RRF: não era a solução definitiva?

Um ano após a renegociação do Regime de Recuperação Fiscal (RRF), em junho de 2022, o governo do Rio Grande do Sul projeta que não terá condições de pagar as parcelas mensais da dívida com a União, temendo que o cenário fiscal se torne insustentável em um prazo de 5 a 6 anos. O regime representa a postergação das prestações mensais, com aumento progressivo do saldo devedor nos primeiros 9 anos, comprometendo, no futuro, mais de 10% da receita líquida do estado.

Em junho passado, a secretária estadual da Fazenda, Pricilla Maria Santana, afirmou a necessidade de estender o prazo em mais 6 anos, além dos 9 anos de carência já acordados, além de alterar os critérios de indexação da dívida, atualmente atrelados à inflação (IPCA) e à política monetária (Selic). A dívida contratual saltou de R$ 86 bilhões para R$ 93,6 bilhões entre 2021 e 2022 — uma alta de 8,7%.

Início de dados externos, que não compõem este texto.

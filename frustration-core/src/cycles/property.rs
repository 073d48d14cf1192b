//! Property tests for the cycle pipeline.
//!
//! Random small graphs are pushed through partitioning, basis extraction and
//! Gibbs enumeration, and the results are checked against a brute-force
//! simple-cycle oracle. Weighted variants check that verdicts and tallies
//! hold for every cycle the enumeration produces.

use std::collections::{BTreeSet, HashMap, HashSet};

use proptest::prelude::*;

use crate::{
    frustration,
    graph::{Edge, GraphBuilder, IsingGraph, IterationOrder, VertexId},
    spanning::partition_edges,
    statistics::{FrustrationStatistics, Ratio},
    test_utils::suite_proptest_config,
};

use super::{CyclePath, EdgeSet, basis::fundamental_cycles, codec, gibbs::GibbsEnumerator};

const MAX_VERTICES: usize = 6;

/// Graphs on three to six vertices with an arbitrary subset of the possible
/// edges.
fn small_graph() -> impl Strategy<Value = IsingGraph> {
    (3..=MAX_VERTICES)
        .prop_flat_map(|vertices| {
            let pairs = vertices * (vertices - 1) / 2;
            (Just(vertices), prop::collection::vec(any::<bool>(), pairs))
        })
        .prop_map(|(vertices, mask)| {
            let names: Vec<String> = (0..vertices).map(|index| format!("v{index}")).collect();
            let mut builder = GraphBuilder::new();
            for name in &names {
                builder.add_vertex(name.as_str());
            }
            let pairs = (0..vertices)
                .flat_map(|low| (low + 1..vertices).map(move |high| (low, high)));
            for ((low, high), keep) in pairs.zip(mask) {
                if keep {
                    builder
                        .add_coupler(names[low].as_str(), names[high].as_str(), 1.0)
                        .expect("generated endpoints differ");
                }
            }
            builder.build()
        })
}

/// Like [`small_graph`], with couplers and fields drawn from `[-2, 2)`.
fn weighted_graph() -> impl Strategy<Value = IsingGraph> {
    (3..=MAX_VERTICES)
        .prop_flat_map(|vertices| {
            let pairs = vertices * (vertices - 1) / 2;
            (
                Just(vertices),
                prop::collection::vec(proptest::option::of(-2.0..2.0_f64), pairs),
                prop::collection::vec(-2.0..2.0_f64, vertices),
            )
        })
        .prop_map(|(vertices, couplers, fields)| {
            let names: Vec<String> = (0..vertices).map(|index| format!("v{index}")).collect();
            let mut builder = GraphBuilder::new();
            for (name, field) in names.iter().zip(fields) {
                builder
                    .add_field(name.as_str(), field)
                    .expect("generated fields are finite");
            }
            let pairs = (0..vertices)
                .flat_map(|low| (low + 1..vertices).map(move |high| (low, high)));
            for ((low, high), weight) in pairs.zip(couplers) {
                if let Some(weight) = weight {
                    builder
                        .add_coupler(names[low].as_str(), names[high].as_str(), weight)
                        .expect("generated endpoints differ");
                }
            }
            builder.build()
        })
}

fn adjacency(graph: &IsingGraph) -> HashMap<&VertexId, Vec<&VertexId>> {
    let mut adjacency: HashMap<&VertexId, Vec<&VertexId>> =
        graph.vertices().map(|(vertex, _)| (vertex, Vec::new())).collect();
    for (edge, _) in graph.edges() {
        adjacency.entry(edge.low()).or_default().push(edge.high());
        adjacency.entry(edge.high()).or_default().push(edge.low());
    }
    adjacency
}

fn component_count(graph: &IsingGraph) -> usize {
    let adjacency = adjacency(graph);
    let mut seen: HashSet<&VertexId> = HashSet::new();
    let mut components = 0;
    for &start in adjacency.keys() {
        if !seen.insert(start) {
            continue;
        }
        components += 1;
        let mut frontier = vec![start];
        while let Some(vertex) = frontier.pop() {
            for &next in &adjacency[vertex] {
                if seen.insert(next) {
                    frontier.push(next);
                }
            }
        }
    }
    components
}

/// Every simple cycle of `graph`, found by walking paths from each vertex
/// through larger vertices only.
fn brute_force_cycles(graph: &IsingGraph) -> BTreeSet<EdgeSet> {
    let adjacency = adjacency(graph);
    let mut found = BTreeSet::new();
    for &start in adjacency.keys() {
        let mut walk = vec![start.clone()];
        extend_walk(&adjacency, start, &mut walk, &mut found);
    }
    found
}

fn extend_walk(
    adjacency: &HashMap<&VertexId, Vec<&VertexId>>,
    start: &VertexId,
    walk: &mut Vec<VertexId>,
    found: &mut BTreeSet<EdgeSet>,
) {
    let Some(tail) = walk.last().cloned() else {
        return;
    };
    for &next in &adjacency[&tail] {
        if next == start && walk.len() >= 3 {
            let cycle = CyclePath::new(walk.clone()).expect("walk has no repeats");
            found.insert(EdgeSet::from_path(&cycle));
        } else if next > start && !walk.contains(next) {
            walk.push(next.clone());
            extend_walk(adjacency, start, walk, found);
            walk.pop();
        }
    }
}

fn elementary_cycles(graph: &IsingGraph) -> (Vec<CyclePath>, Vec<EdgeSet>) {
    let partition = partition_edges(graph, IterationOrder::Sorted);
    let basis = fundamental_cycles(&partition).expect("forest connects every non-tree edge");
    let sets: Vec<EdgeSet> = basis.iter().map(EdgeSet::from_path).collect();
    let elementary = GibbsEnumerator::new()
        .enumerate(&sets)
        .expect("unbounded enumeration succeeds");
    (basis, elementary)
}

fn elementary_walks(graph: &IsingGraph) -> Vec<CyclePath> {
    let (_, elementary) = elementary_cycles(graph);
    elementary
        .iter()
        .map(|set| set.to_path().expect("elementary cycles decode"))
        .collect()
}

fn graph_edges(graph: &IsingGraph) -> HashSet<&Edge> {
    graph.edges().map(|(edge, _)| edge).collect()
}

proptest! {
    #![proptest_config(suite_proptest_config(64))]

    #[test]
    fn basis_size_is_the_cyclomatic_number(graph in small_graph()) {
        let partition = partition_edges(&graph, IterationOrder::Unordered);
        let basis = fundamental_cycles(&partition).expect("basis extraction succeeds");
        let expected = graph.edge_count() + component_count(&graph) - graph.vertex_count();
        prop_assert_eq!(basis.len(), expected);
        prop_assert_eq!(partition.cyclomatic_number(), expected);
        prop_assert_eq!(partition.component_count(), component_count(&graph));
    }

    #[test]
    fn basic_cycles_are_simple_graph_cycles(graph in small_graph()) {
        let edges = graph_edges(&graph);
        let partition = partition_edges(&graph, IterationOrder::Unordered);
        for cycle in fundamental_cycles(&partition).expect("basis extraction succeeds") {
            prop_assert!(CyclePath::new(cycle.vertices().to_vec()).is_ok());
            prop_assert!(cycle.edges().all(|edge| edges.contains(&edge)));
        }
    }

    #[test]
    fn enumeration_matches_brute_force(graph in small_graph()) {
        let (basis, elementary) = elementary_cycles(&graph);
        let found: BTreeSet<EdgeSet> = elementary.iter().cloned().collect();
        prop_assert_eq!(found.len(), elementary.len(), "enumeration returned duplicates");
        for cycle in &basis {
            prop_assert!(found.contains(&EdgeSet::from_path(cycle)));
        }
        prop_assert_eq!(found, brute_force_cycles(&graph));
    }

    #[test]
    fn enumerated_cycles_round_trip_through_the_codec(graph in small_graph()) {
        let (_, elementary) = elementary_cycles(&graph);
        for set in elementary {
            let walk = codec::edges_to_path(&set).expect("elementary cycles decode");
            prop_assert_eq!(walk.len(), set.len());
            prop_assert_eq!(EdgeSet::from_path(&walk), set);
        }
    }

    #[test]
    fn verdict_ignores_direction_and_start(graph in weighted_graph()) {
        for walk in elementary_walks(&graph) {
            let verdict = frustration::is_frustrated(&graph, &walk);
            let count = frustration::antiferromagnetic_count(&graph, &walk);
            let reversed = walk.reversed();
            prop_assert_eq!(frustration::is_frustrated(&graph, &reversed), verdict);
            prop_assert_eq!(frustration::antiferromagnetic_count(&graph, &reversed), count);

            for shift in 1..walk.len() {
                let mut rotated = walk.vertices().to_vec();
                rotated.rotate_left(shift);
                let rotated = CyclePath::new(rotated).expect("rotation keeps the walk simple");
                prop_assert_eq!(frustration::is_frustrated(&graph, &rotated), verdict);
            }
        }
    }

    #[test]
    fn tallies_put_each_element_in_one_category(
        graph in weighted_graph(),
        sorted in any::<bool>(),
    ) {
        let walks = elementary_walks(&graph);
        let order = if sorted {
            IterationOrder::Sorted
        } else {
            IterationOrder::Unordered
        };
        let stats = FrustrationStatistics::tally(&graph, walks.clone(), order);

        let on_cycle: HashSet<&VertexId> = walks.iter().flat_map(CyclePath::vertices).collect();
        prop_assert_eq!(stats.vertex_tallies().len(), on_cycle.len());
        prop_assert_eq!(
            stats.frustrated_vertices().count() + stats.unfrustrated_vertices().count(),
            on_cycle.len()
        );
        for (vertex, tally) in stats.vertex_tallies() {
            let through: Vec<bool> = stats
                .cycles()
                .iter()
                .filter(|cycle| cycle.path().vertices().contains(vertex))
                .map(|cycle| cycle.is_frustrated())
                .collect();
            prop_assert_eq!(tally.total(), through.len());
            prop_assert_eq!(tally.frustrated(), through.iter().filter(|&&hit| hit).count());
            let frustrated = stats.frustrated_vertices().any(|(other, _)| other == vertex);
            let unfrustrated = stats.unfrustrated_vertices().any(|(other, _)| other == vertex);
            prop_assert!(frustrated != unfrustrated, "vertex {} in both or neither", vertex);
        }

        let on_cycle: HashSet<Edge> = walks.iter().flat_map(CyclePath::edges).collect();
        prop_assert_eq!(stats.edge_tallies().len(), on_cycle.len());
        for (edge, tally) in stats.edge_tallies() {
            let through = stats
                .cycles()
                .iter()
                .filter(|cycle| cycle.path().edges().any(|other| other == *edge))
                .count();
            prop_assert_eq!(tally.total(), through);
            let frustrated = stats.frustrated_edges().any(|(other, _)| other == edge);
            let unfrustrated = stats.unfrustrated_edges().any(|(other, _)| other == edge);
            prop_assert!(frustrated != unfrustrated, "edge {} in both or neither", edge);
        }

        let frustrated_cycles = stats
            .cycles()
            .iter()
            .filter(|cycle| cycle.is_frustrated())
            .count();
        prop_assert_eq!(stats.cycle_ratio(), Ratio::new(frustrated_cycles, walks.len()));
        prop_assert_eq!(
            stats.vertex_ratio(),
            Ratio::new(stats.frustrated_vertices().count(), graph.vertex_count())
        );
    }
}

Poucos economistas se manifestaram publicamente alertando que a adesão ao regime seria um erro, nas condições contratuais propostas pela União, pois resultaria em um novo ciclo de acumulação de dívida. Estimava-se que a renegociação do passivo estadual custaria R$ 146 bilhões até o final do contrato (a preços constantes), o que representaria um aumento de 188,45% sobre o valor nominal de R$ 77 bilhões.

Agora, os defensores do RRF justificam o fracasso de suas previsões, culpando fatores externos, como questões climáticas e a queda na arrecadação em 2022. Embora essas justificativas tenham validade, elas ignoram o cerne da questão: as regras contratuais impostas pela União são injustas e conduzem a uma acumulação interminável de dívida. Críticas consistentes foram feitas, apontando que a taxa de juros de 4% ao ano era excessiva, que havia uma trajetória de baixa geração de superávits primários nas contas públicas e que o ajuste fiscal propagandeado pelo governo não era sustentável.

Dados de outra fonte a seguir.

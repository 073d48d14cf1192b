//! Aggregated frustration statistics over a set of classified cycles.
//!
//! Every vertex and edge touched by at least one cycle gets a [`Tally`] of the
//! frustrated and unfrustrated cycles it lies on. An element is frustrated
//! when it lies on strictly more frustrated cycles than unfrustrated ones;
//! ties count as unfrustrated. Elements on no cycle appear in neither list
//! but still count towards the ratio denominators.

use std::{collections::HashMap, fmt, hash::Hash};

use crate::{
    cycles::CyclePath,
    frustration,
    graph::{Edge, IsingGraph, IterationOrder, VertexId},
};

/// A cycle together with its frustration verdict.
#[derive(Clone, Debug, Eq, PartialEq)]
pub struct ClassifiedCycle {
    path: CyclePath,
    frustrated: bool,
}

impl ClassifiedCycle {
    /// Classifies `path` against the weights of `graph`.
    #[must_use]
    pub fn classify(graph: &IsingGraph, path: CyclePath) -> Self {
        let frustrated = frustration::is_frustrated(graph, &path);
        Self { path, frustrated }
    }

    /// The classified walk.
    #[must_use]
    #[rustfmt::skip]
    pub fn path(&self) -> &CyclePath { &self.path }

    /// `true` when the cycle has an odd number of antiferromagnetic couplings.
    #[must_use]
    #[rustfmt::skip]
    pub fn is_frustrated(&self) -> bool { self.frustrated }
}

/// Number of frustrated and unfrustrated cycles an element lies on.
#[derive(Clone, Copy, Debug, Default, Eq, Hash, PartialEq)]
pub struct Tally {
    frustrated: usize,
    unfrustrated: usize,
}

impl Tally {
    /// Creates a tally from raw counts.
    #[must_use]
    pub const fn new(frustrated: usize, unfrustrated: usize) -> Self {
        Self {
            frustrated,
            unfrustrated,
        }
    }

    fn record(&mut self, frustrated: bool) {
        if frustrated {
            self.frustrated += 1;
        } else {
            self.unfrustrated += 1;
        }
    }

    /// Frustrated cycles through the element.
    #[must_use]
    #[rustfmt::skip]
    pub const fn frustrated(&self) -> usize { self.frustrated }

    /// Unfrustrated cycles through the element.
    #[must_use]
    #[rustfmt::skip]
    pub const fn unfrustrated(&self) -> usize { self.unfrustrated }

    /// All cycles through the element.
    #[must_use]
    pub const fn total(&self) -> usize {
        self.frustrated + self.unfrustrated
    }

    /// `true` when frustrated cycles strictly outnumber unfrustrated ones.
    #[must_use]
    pub const fn is_frustrated(&self) -> bool {
        self.frustrated > self.unfrustrated
    }

    /// Count of the majority category.
    #[must_use]
    pub const fn majority(&self) -> usize {
        if self.is_frustrated() {
            self.frustrated
        } else {
            self.unfrustrated
        }
    }

    /// By how much the majority category leads the minority one.
    #[must_use]
    pub const fn margin(&self) -> usize {
        self.frustrated.abs_diff(self.unfrustrated)
    }
}

/// A `count / total` summary.
///
/// # Examples
/// ```
/// use frustration_core::Ratio;
///
/// assert_eq!(Ratio::new(1, 4).to_string(), "1 / 4 = 0.250000");
/// assert_eq!(Ratio::new(0, 0).quotient(), 0.0);
/// ```
#[derive(Clone, Copy, Debug, Eq, PartialEq)]
pub struct Ratio {
    count: usize,
    total: usize,
}

impl Ratio {
    /// Creates a ratio of `count` over `total`.
    #[must_use]
    pub const fn new(count: usize, total: usize) -> Self {
        Self { count, total }
    }

    /// Numerator.
    #[must_use]
    #[rustfmt::skip]
    pub const fn count(&self) -> usize { self.count }

    /// Denominator.
    #[must_use]
    #[rustfmt::skip]
    pub const fn total(&self) -> usize { self.total }

    /// `count / total`, or `0.0` when `total` is zero.
    #[must_use]
    #[expect(
        clippy::cast_precision_loss,
        clippy::float_arithmetic,
        reason = "ratios are reported as floating-point quotients"
    )]
    pub fn quotient(&self) -> f64 {
        if self.total == 0 {
            0.0
        } else {
            self.count as f64 / self.total as f64
        }
    }
}

impl fmt::Display for Ratio {
    fn fmt(&self, f: &mut fmt::Formatter<'_>) -> fmt::Result {
        write!(f, "{} / {} = {:.6}", self.count, self.total, self.quotient())
    }
}

/// Vertex, edge and cycle tallies for one analysis run.
#[derive(Clone, Debug, PartialEq)]
pub struct FrustrationStatistics {
    vertices: Vec<(VertexId, Tally)>,
    edges: Vec<(Edge, Tally)>,
    cycles: Vec<ClassifiedCycle>,
    vertex_total: usize,
    edge_total: usize,
}

impl FrustrationStatistics {
    /// Classifies `cycles` and tallies their vertices and edges.
    ///
    /// Tallies follow hash order with [`IterationOrder::Unordered`] and
    /// identifier order with [`IterationOrder::Sorted`]. Cycles keep the
    /// order they were supplied in.
    ///
    /// # Examples
    /// ```
    /// use frustration_core::{
    ///     CyclePath, FrustrationStatistics, GraphBuilder, IterationOrder, VertexId,
    /// };
    ///
    /// let mut builder = GraphBuilder::new();
    /// builder
    ///     .add_coupler("a", "b", 1.0)?
    ///     .add_coupler("b", "c", 1.0)?
    ///     .add_coupler("a", "c", 1.0)?
    ///     .add_vertex("lonely");
    /// let graph = builder.build();
    /// let cycle = CyclePath::new(["a", "b", "c"].map(VertexId::new).to_vec())?;
    /// let stats = FrustrationStatistics::tally(&graph, vec![cycle], IterationOrder::Sorted);
    /// assert_eq!(stats.vertex_ratio().to_string(), "3 / 4 = 0.750000");
    /// assert_eq!(stats.cycle_ratio().to_string(), "1 / 1 = 1.000000");
    /// # Ok::<(), Box<dyn std::error::Error>>(())
    /// ```
    #[must_use]
    pub fn tally(graph: &IsingGraph, cycles: Vec<CyclePath>, order: IterationOrder) -> Self {
        let cycles: Vec<ClassifiedCycle> = cycles
            .into_iter()
            .map(|path| ClassifiedCycle::classify(graph, path))
            .collect();

        let mut vertices: HashMap<VertexId, Tally> = HashMap::new();
        let mut edges: HashMap<Edge, Tally> = HashMap::new();
        for cycle in &cycles {
            for vertex in cycle.path.vertices() {
                vertices
                    .entry(vertex.clone())
                    .or_default()
                    .record(cycle.frustrated);
            }
            for edge in cycle.path.edges() {
                edges.entry(edge).or_default().record(cycle.frustrated);
            }
        }

        Self {
            vertices: into_ordered(vertices, order),
            edges: into_ordered(edges, order),
            cycles,
            vertex_total: graph.vertex_count(),
            edge_total: graph.edge_count(),
        }
    }

    /// Every vertex lying on at least one cycle, with its tally.
    #[must_use]
    #[rustfmt::skip]
    pub fn vertex_tallies(&self) -> &[(VertexId, Tally)] { &self.vertices }

    /// Every edge lying on at least one cycle, with its tally.
    #[must_use]
    #[rustfmt::skip]
    pub fn edge_tallies(&self) -> &[(Edge, Tally)] { &self.edges }

    /// Every classified cycle, in input order.
    #[must_use]
    #[rustfmt::skip]
    pub fn cycles(&self) -> &[ClassifiedCycle] { &self.cycles }

    /// Vertices lying on more frustrated than unfrustrated cycles.
    pub fn frustrated_vertices(&self) -> impl Iterator<Item = &(VertexId, Tally)> {
        self.vertices.iter().filter(|(_, tally)| tally.is_frustrated())
    }

    /// Vertices on cycles that are not frustrated by majority.
    pub fn unfrustrated_vertices(&self) -> impl Iterator<Item = &(VertexId, Tally)> {
        self.vertices.iter().filter(|(_, tally)| !tally.is_frustrated())
    }

    /// Edges lying on more frustrated than unfrustrated cycles.
    pub fn frustrated_edges(&self) -> impl Iterator<Item = &(Edge, Tally)> {
        self.edges.iter().filter(|(_, tally)| tally.is_frustrated())
    }

    /// Edges on cycles that are not frustrated by majority.
    pub fn unfrustrated_edges(&self) -> impl Iterator<Item = &(Edge, Tally)> {
        self.edges.iter().filter(|(_, tally)| !tally.is_frustrated())
    }

    /// Frustrated vertices over all vertices of the graph.
    #[must_use]
    pub fn vertex_ratio(&self) -> Ratio {
        Ratio::new(self.frustrated_vertices().count(), self.vertex_total)
    }

    /// Frustrated edges over all edges of the graph.
    #[must_use]
    pub fn edge_ratio(&self) -> Ratio {
        Ratio::new(self.frustrated_edges().count(), self.edge_total)
    }

    /// Frustrated cycles over all analysed cycles.
    #[must_use]
    pub fn cycle_ratio(&self) -> Ratio {
        let frustrated = self
            .cycles
            .iter()
            .filter(|cycle| cycle.is_frustrated())
            .count();
        Ratio::new(frustrated, self.cycles.len())
    }
}

fn into_ordered<K: Ord + Hash>(
    tallies: HashMap<K, Tally>,
    order: IterationOrder,
) -> Vec<(K, Tally)> {
    let mut entries: Vec<(K, Tally)> = tallies.into_iter().collect();
    if order == IterationOrder::Sorted {
        entries.sort_unstable_by(|(left, _), (right, _)| left.cmp(right));
    }
    entries
}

Além disso, destacou-se que a incorporação de outras dívidas, internas e externas, garantidas pela União aumentaria o saldo contratual; que a regra de indexação prejudicava o ente devedor em um contexto de alta inflação e elevação da Selic; e que a imposição de um comitê gestor retirava a autonomia fiscal do estado. Com premissas financeiras excessivamente otimistas, os negociadores da dívida acreditaram em uma hipotética geração de superávits primários futuros, justificando que o déficit crônico do Rio Grande do Sul estava equacionado. Apostaram em um crescimento real da receita líquida superior ao das despesas primárias e em uma contínua expansão do PIB estadual.

No entanto, essa suposição se mostrou equivocada, já que as contas estaduais eram caracterizadas pela baixa geração de resultado primário, dependentes de aumentos extraordinários de alíquotas de ICMS, de manobras financeiras e de privatizações. Basta revisar as execuções anuais do fluxo de caixa do Tesouro Estadual ao longo de vários governos para constatar esse cenário.

A secretária da Fazenda agora propõe mais um adiamento na dívida estadual, acreditando que as futuras gerações de gaúchos estarão dispostas a pagar mais impostos para transferir recursos à União, em nome de um contrato praticamente impagável. Por outro lado, ela tem o mérito de demonstrar que o contrato assinado não era exatamente como foi apresentado pelo governador. Também deixou claro que, em matemática financeira, há uma diferença fundamental entre “reestruturação” e “acumulação” de dívidas.

As consequências do RRF, além da perda da autonomia administrativa, serão a pressão contínua por cortes em despesas de custeio e em investimentos, impactando diretamente a qualidade dos serviços públicos, como educação, segurança e saúde. Aqueles que defendem o superávit primário a qualquer custo, para pagar juros elevados, acabam idealizando um orçamento no qual, no limite, restariam apenas três categorias: receitas, serviço da dívida e investimentos.